Lepton masses and mixing in non-holomorphic modular $A_4$ with universal couplings

This paper proposes a non-holomorphic modular $A_4$ model with universal couplings that successfully reproduces charged lepton masses and predicts normal neutrino mass ordering with a specific modular weight ($k_N=-1$) solely through the modulus $\tau$, thereby establishing strong, testable correlations among mixing angles, neutrinoless double beta decay, and the total neutrino mass.

The Gist

Imagine the universe is like a giant, complex orchestra. For decades, physicists have been trying to figure out why the musicians (the particles) play the notes they do. Specifically, they've been puzzled by the "leptons"—a family of particles that includes electrons and neutrinos.

Why does the electron have a tiny mass, the muon a medium one, and the tau a heavy one? Why do neutrinos mix and change flavors as they travel? In the past, scientists had to "tune" the orchestra by hand, adjusting knobs and dials (parameters) until the music sounded right. It worked, but it felt like cheating because there was no deep reason why those knobs were set that way.

This paper proposes a new way to conduct the orchestra using a concept called Non-Holomorphic Modular $A_4$ Symmetry with Universal Couplings. That's a mouthful, so let's break it down with some everyday analogies.

1. The "Universal Volume" vs. The "Room Shape"

The Old Way: Imagine trying to get three different speakers to play at different volumes. The old method was to give each speaker a different amplifier setting (a "hierarchical Yukawa coupling"). You just manually turned the volume up for the heavy one and down for the light one. It worked, but it was arbitrary.

The New Way (This Paper): The author suggests a different idea. What if all three speakers are connected to the exact same amplifier set to the same volume (Universal Couplings)? How do they still sound different?

The answer lies in the room they are in. The paper suggests the "room" is a complex geometric shape defined by a variable called $\tau$ (tau).

• Think of $\tau$ as the shape of the concert hall.
• The speakers (particles) are placed in different spots in the room (assigned different "modular weights").
• Even though the amplifier is set to the same volume for everyone, the acoustics of the room make the sound bounce differently for each speaker.
• The heavy tau particle is in a spot where the acoustics amplify the sound; the light electron is in a spot where the sound is dampened.

The Result: The mass hierarchy (the difference in weights) isn't caused by tweaking the knobs; it's caused by the geometry of the room and where the particles stand. No fine-tuning required!

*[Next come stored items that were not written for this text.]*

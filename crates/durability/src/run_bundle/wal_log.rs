//! WAL.runlog reader and writer
//!
//! This module handles the binary format for run-scoped WAL entries
//! within a RunBundle archive.
//!
//! ## Format
//!
//! ```text
//! ┌─────────────────────────────────────────────────────────────────┐
//! │ Header (16 bytes)                                               │
//! ├─────────────────────────────────────────────────────────────────┤
//! │ Magic: "STRATA_WAL" (10 bytes)                                  │
//! │ Version: u16 (2 bytes, LE)                                      │
//! │ Entry Count: u32 (4 bytes, LE)                                  │
//! ├─────────────────────────────────────────────────────────────────┤
//! │ Entries (variable)                                              │
//! ├─────────────────────────────────────────────────────────────────┤
//! │ For each entry:                                                 │
//! │   Length: u32 (4 bytes, LE)                                     │
//! │   Data: [u8; length] (bincode-serialized WALEntry)              │
//! │   CRC32: u32 (4 bytes, LE)                                      │
//! └─────────────────────────────────────────────────────────────────┘
//! ```

use crate::run_bundle::error::{RunBundleError, RunBundleResult};
use crate::run_bundle::types::{xxh3_hex, WAL_RUNLOG_MAGIC, WAL_RUNLOG_VERSION};
use crate::wal::WALEntry;
use strata_core::types::RunId;
use std::io::{Read, Write};

/// Header size in bytes: magic (10) + version (2) + count (4)
const HEADER_SIZE: usize = 16;

// =============================================================================
// WAL Filtering
// =============================================================================

/// Filter WAL entries to only include those belonging to a specific run
///
/// This filters out:
/// - Checkpoint entries (they don't belong to any single run)
/// - Entries belonging to other runs
pub fn filter_wal_for_run(entries: &[WALEntry], run_id: &RunId) -> Vec<WALEntry> {
    entries
        .iter()
        .filter(|entry| entry.run_id() == Some(*run_id))
        .cloned()
        .collect()
}

// =============================================================================
// Writer
// =============================================================================

/// Information about written WAL log
#[derive(Debug, Clone)]
pub struct WalLogInfo {
    /// Number of entries written
    pub entry_count: u64,
    /// Total bytes written (including header and per-entry overhead)
    pub bytes_written: u64,
    /// xxh3 checksum of the entire file content
    pub checksum: String,
}

/// Writer for WAL.runlog format
pub struct WalLogWriter;

impl WalLogWriter {
    /// Write WAL entries to a writer in .runlog format
    ///
    /// Returns information about the written data including checksum.
    pub fn write<W: Write>(entries: &[WALEntry], mut writer: W) -> RunBundleResult<WalLogInfo> {
        let mut buffer = Vec::new();

        // Write header
        buffer.extend_from_slice(WAL_RUNLOG_MAGIC);
        buffer.extend_from_slice(&WAL_RUNLOG_VERSION.to_le_bytes());
        buffer.extend_from_slice(&(entries.len() as u32).to_le_bytes());

        // Write entries
        for entry in entries {
            // Serialize entry with bincode
            let entry_data = bincode::serialize(entry)
                .map_err(|e| RunBundleError::serialization(format!("bincode encode: {}", e)))?;

            // Calculate CRC32 of entry data
            let crc = crc32fast::hash(&entry_data);

            // Write: length + data + crc
            buffer.extend_from_slice(&(entry_data.len() as u32).to_le_bytes());
            buffer.extend_from_slice(&entry_data);
            buffer.extend_from_slice(&crc.to_le_bytes());
        }

        // Calculate checksum of entire buffer
        let checksum = xxh3_hex(&buffer);

        // Write to output
        let bytes_written = buffer.len() as u64;
        writer
            .write_all(&buffer)
            .map_err(RunBundleError::from)?;

        Ok(WalLogInfo {
            entry_count: entries.len() as u64,
            bytes_written,
            checksum,
        })
    }

    /// Write WAL entries to a Vec<u8>
    ///
    /// Convenience method for testing and in-memory operations.
    pub fn write_to_vec(entries: &[WALEntry]) -> RunBundleResult<(Vec<u8>, WalLogInfo)> {
        let mut buffer = Vec::new();
        let info = Self::write(entries, &mut buffer)?;
        Ok((buffer, info))
    }
}

// =============================================================================
// Reader
// =============================================================================

/// Reader for WAL.runlog format
pub struct WalLogReader;

impl WalLogReader {
    /// Read all WAL entries from a reader
    ///
    /// Validates the header and CRC32 of each entry.
    pub fn read<R: Read>(mut reader: R) -> RunBundleResult<Vec<WALEntry>> {
        // Read header
        let mut header = [0u8; HEADER_SIZE];
        reader
            .read_exact(&mut header)
            .map_err(|e| RunBundleError::invalid_bundle(format!("failed to read header: {}", e)))?;

        // Validate magic
        if &header[0..10] != WAL_RUNLOG_MAGIC {
            return Err(RunBundleError::invalid_bundle(format!(
                "invalid magic: expected {:?}, got {:?}",
                WAL_RUNLOG_MAGIC,
                &header[0..10]
            )));
        }

        // Parse version
        let version = u16::from_le_bytes([header[10], header[11]]);
        if version != WAL_RUNLOG_VERSION {
            return Err(RunBundleError::UnsupportedVersion {
                version: version as u32,
            });
        }

        // Parse entry count
        let entry_count = u32::from_le_bytes([header[12], header[13], header[14], header[15]]);

        // Read entries
        let mut entries = Vec::with_capacity(entry_count as usize);
        for i in 0..entry_count {
            // Read length
            let mut len_bytes = [0u8; 4];
            reader.read_exact(&mut len_bytes).map_err(|e| {
                RunBundleError::InvalidWalEntry {
                    index: i as usize,
                    reason: format!("failed to read length: {}", e),
                }
            })?;
            let len = u32::from_le_bytes(len_bytes) as usize;

            // Sanity check on length
            if len > 100 * 1024 * 1024 {
                // 100MB max per entry
                return Err(RunBundleError::InvalidWalEntry {
                    index: i as usize,
                    reason: format!("entry length {} exceeds maximum", len),
                });
            }

            // Read entry data
            let mut data = vec![0u8; len];
            reader.read_exact(&mut data).map_err(|e| {
                RunBundleError::InvalidWalEntry {
                    index: i as usize,
                    reason: format!("failed to read data: {}", e),
                }
            })?;

            // Read and verify CRC32
            let mut crc_bytes = [0u8; 4];
            reader.read_exact(&mut crc_bytes).map_err(|e| {
                RunBundleError::InvalidWalEntry {
                    index: i as usize,
                    reason: format!("failed to read crc: {}", e),
                }
            })?;
            let expected_crc = u32::from_le_bytes(crc_bytes);
            let actual_crc = crc32fast::hash(&data);

            if expected_crc != actual_crc {
                return Err(RunBundleError::InvalidWalEntry {
                    index: i as usize,
                    reason: format!(
                        "CRC mismatch: expected {:08x}, got {:08x}",
                        expected_crc, actual_crc
                    ),
                });
            }

            // Deserialize entry
            let entry: WALEntry = bincode::deserialize(&data).map_err(|e| {
                RunBundleError::InvalidWalEntry {
                    index: i as usize,
                    reason: format!("bincode decode: {}", e),
                }
            })?;

            entries.push(entry);
        }

        Ok(entries)
    }

    /// Read WAL entries from a byte slice
    ///
    /// Convenience method for testing and in-memory operations.
    pub fn read_from_slice(data: &[u8]) -> RunBundleResult<Vec<WALEntry>> {
        Self::read(std::io::Cursor::new(data))
    }

    /// Validate a WAL.runlog without fully parsing entries
    ///
    /// Checks header and entry CRCs without deserializing entry contents.
    /// Returns the entry count if valid.
    pub fn validate<R: Read>(mut reader: R) -> RunBundleResult<u32> {
        // Read header
        let mut header = [0u8; HEADER_SIZE];
        reader
            .read_exact(&mut header)
            .map_err(|e| RunBundleError::invalid_bundle(format!("failed to read header: {}", e)))?;

        // Validate magic
        if &header[0..10] != WAL_RUNLOG_MAGIC {
            return Err(RunBundleError::invalid_bundle("invalid magic"));
        }

        // Parse version
        let version = u16::from_le_bytes([header[10], header[11]]);
        if version != WAL_RUNLOG_VERSION {
            return Err(RunBundleError::UnsupportedVersion {
                version: version as u32,
            });
        }

        // Parse entry count
        let entry_count = u32::from_le_bytes([header[12], header[13], header[14], header[15]]);

        // Validate each entry's CRC without deserializing
        for i in 0..entry_count {
            // Read length
            let mut len_bytes = [0u8; 4];
            reader.read_exact(&mut len_bytes).map_err(|e| {
                RunBundleError::InvalidWalEntry {
                    index: i as usize,
                    reason: format!("failed to read length: {}", e),
                }
            })?;
            let len = u32::from_le_bytes(len_bytes) as usize;

            // Sanity check
            if len > 100 * 1024 * 1024 {
                return Err(RunBundleError::InvalidWalEntry {
                    index: i as usize,
                    reason: format!("entry length {} exceeds maximum", len),
                });
            }

            // Read entry data
            let mut data = vec![0u8; len];
            reader.read_exact(&mut data).map_err(|e| {
                RunBundleError::InvalidWalEntry {
                    index: i as usize,
                    reason: format!("failed to read data: {}", e),
                }
            })?;

            // Read and verify CRC32
            let mut crc_bytes = [0u8; 4];
            reader.read_exact(&mut crc_bytes).map_err(|e| {
                RunBundleError::InvalidWalEntry {
                    index: i as usize,
                    reason: format!("failed to read crc: {}", e),
                }
            })?;
            let expected_crc = u32::from_le_bytes(crc_bytes);
            let actual_crc = crc32fast::hash(&data);

            if expected_crc != actual_crc {
                return Err(RunBundleError::InvalidWalEntry {
                    index: i as usize,
                    reason: format!(
                        "CRC mismatch: expected {:08x}, got {:08x}",
                        expected_crc, actual_crc
                    ),
                });
            }
        }

        Ok(entry_count)
    }

    /// Get header info without reading entries
    ///
    /// Returns (version, entry_count) if header is valid.
    pub fn read_header<R: Read>(mut reader: R) -> RunBundleResult<(u16, u32)> {
        let mut header = [0u8; HEADER_SIZE];
        reader
            .read_exact(&mut header)
            .map_err(|e| RunBundleError::invalid_bundle(format!("failed to read header: {}", e)))?;

        // Validate magic
        if &header[0..10] != WAL_RUNLOG_MAGIC {
            return Err(RunBundleError::invalid_bundle("invalid magic"));
        }

        let version = u16::from_le_bytes([header[10], header[11]]);
        let entry_count = u32::from_le_bytes([header[12], header[13], header[14], header[15]]);

        Ok((version, entry_count))
    }
}

// =============================================================================
// Streaming Reader (for large files)
// =============================================================================

/// Iterator over WAL entries for streaming reads
pub struct WalLogIterator<R: Read> {
    reader: R,
    remaining: u32,
    index: usize,
}

impl<R: Read> WalLogIterator<R> {
    /// Create a new iterator from a reader
    ///
    /// Reads and validates the header, then returns an iterator over entries.
    pub fn new(mut reader: R) -> RunBundleResult<Self> {
        let (version, entry_count) = WalLogReader::read_header(&mut reader)?;

        if version != WAL_RUNLOG_VERSION {
            return Err(RunBundleError::UnsupportedVersion {
                version: version as u32,
            });
        }

        Ok(Self {
            reader,
            remaining: entry_count,
            index: 0,
        })
    }

    /// Get the total number of entries
    pub fn entry_count(&self) -> u32 {
        self.remaining + self.index as u32
    }
}

impl<R: Read> Iterator for WalLogIterator<R> {
    type Item = RunBundleResult<WALEntry>;

    fn next(&mut self) -> Option<Self::Item> {
        if self.remaining == 0 {
            return None;
        }

        let result = read_single_entry(&mut self.reader, self.index);
        self.remaining -= 1;
        self.index += 1;

        Some(result)
    }

    fn size_hint(&self) -> (usize, Option<usize>) {
        (self.remaining as usize, Some(self.remaining as usize))
    }
}

/// Read a single entry from a reader
fn read_single_entry<R: Read>(reader: &mut R, index: usize) -> RunBundleResult<WALEntry> {
    // Read length
    let mut len_bytes = [0u8; 4];
    reader.read_exact(&mut len_bytes).map_err(|e| {
        RunBundleError::InvalidWalEntry {
            index,
            reason: format!("failed to read length: {}", e),
        }
    })?;
    let len = u32::from_le_bytes(len_bytes) as usize;

    // Sanity check
    if len > 100 * 1024 * 1024 {
        return Err(RunBundleError::InvalidWalEntry {
            index,
            reason: format!("entry length {} exceeds maximum", len),
        });
    }

    // Read data
    let mut data = vec![0u8; len];
    reader.read_exact(&mut data).map_err(|e| {
        RunBundleError::InvalidWalEntry {
            index,
            reason: format!("failed to read data: {}", e),
        }
    })?;

    // Read and verify CRC
    let mut crc_bytes = [0u8; 4];
    reader.read_exact(&mut crc_bytes).map_err(|e| {
        RunBundleError::InvalidWalEntry {
            index,
            reason: format!("failed to read crc: {}", e),
        }
    })?;
    let expected_crc = u32::from_le_bytes(crc_bytes);
    let actual_crc = crc32fast::hash(&data);

    if expected_crc != actual_crc {
        return Err(RunBundleError::InvalidWalEntry {
            index,
            reason: format!(
                "CRC mismatch: expected {:08x}, got {:08x}",
                expected_crc, actual_crc
            ),
        });
    }

    // Deserialize
    bincode::deserialize(&data).map_err(|e| RunBundleError::InvalidWalEntry {
        index,
        reason: format!("bincode decode: {}", e),
    })
}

2. The "Magic Map" and the "Fixed Points"

The author explores specific spots in this geometric "room" called Fixed Points.

• Imagine a map of the room with special landmarks (like a golden statue or a mirror).
• The paper finds that if you place the particles near these specific landmarks, the acoustics naturally produce the exact mass ratios we see in experiments.
• It's like finding that if you stand exactly near the center of a specific archway, your voice naturally resonates perfectly. You don't need to shout or whisper; the architecture does the work.

3. The Neutrino Puzzle: The "Lock and Key"

Neutrinos are tricky. They are ghostly particles that barely interact with anything. To explain their masses, the paper uses a mechanism called the Type-I Seesaw (think of a playground seesaw: if one side goes up, the other goes down).

Here, the author introduces a "lock and key" scenario:

• The Lock: The geometry of the room (the modulus $\tau$) is fixed by the charged particles (electrons, muons, taus). Once we know where the electrons stand, we know the shape of the room.
• The Key: The neutrinos need a specific "key" to fit into this room and produce the right mixing patterns.
• The Discovery: The author scanned millions of possible keys (different mathematical weights and phases) and found that only one specific key works.
  • The "key" is a specific modular weight called $k_N = -1$.
  • The "lock" only opens if the neutrinos are arranged in a Normal Ordering (a specific sequence of light to heavy).
  • If you try to use any other key or arrangement, the door stays shut (the math doesn't match reality).

This is a huge deal because it means the model isn't just flexible; it's predictive. It says, "If our theory is right, nature must have chosen this specific weight and this specific ordering."

4. The "Dance Floor" and the "Permutation"

There's another layer of complexity. When you mix the charged particles (the dancers) with the neutrinos (the music), the order in which you line them up matters.

• Imagine you have three dancers: Alice, Bob, and Charlie. You can line them up as (Alice, Bob, Charlie) or (Charlie, Alice, Bob), etc.
• In most theories, you can pick any order.
• In this paper, the "geometry of the room" is so strict that only certain lineups work.
• For example, if the electrons are arranged in a specific way, the neutrinos must be arranged in a matching specific way to make the dance look right. If you swap them randomly, the dance falls apart.
• The paper finds that the universe seems to prefer a very specific "dance formation," which suggests the alignment between the two sectors is not random but dynamically determined by the underlying geometry.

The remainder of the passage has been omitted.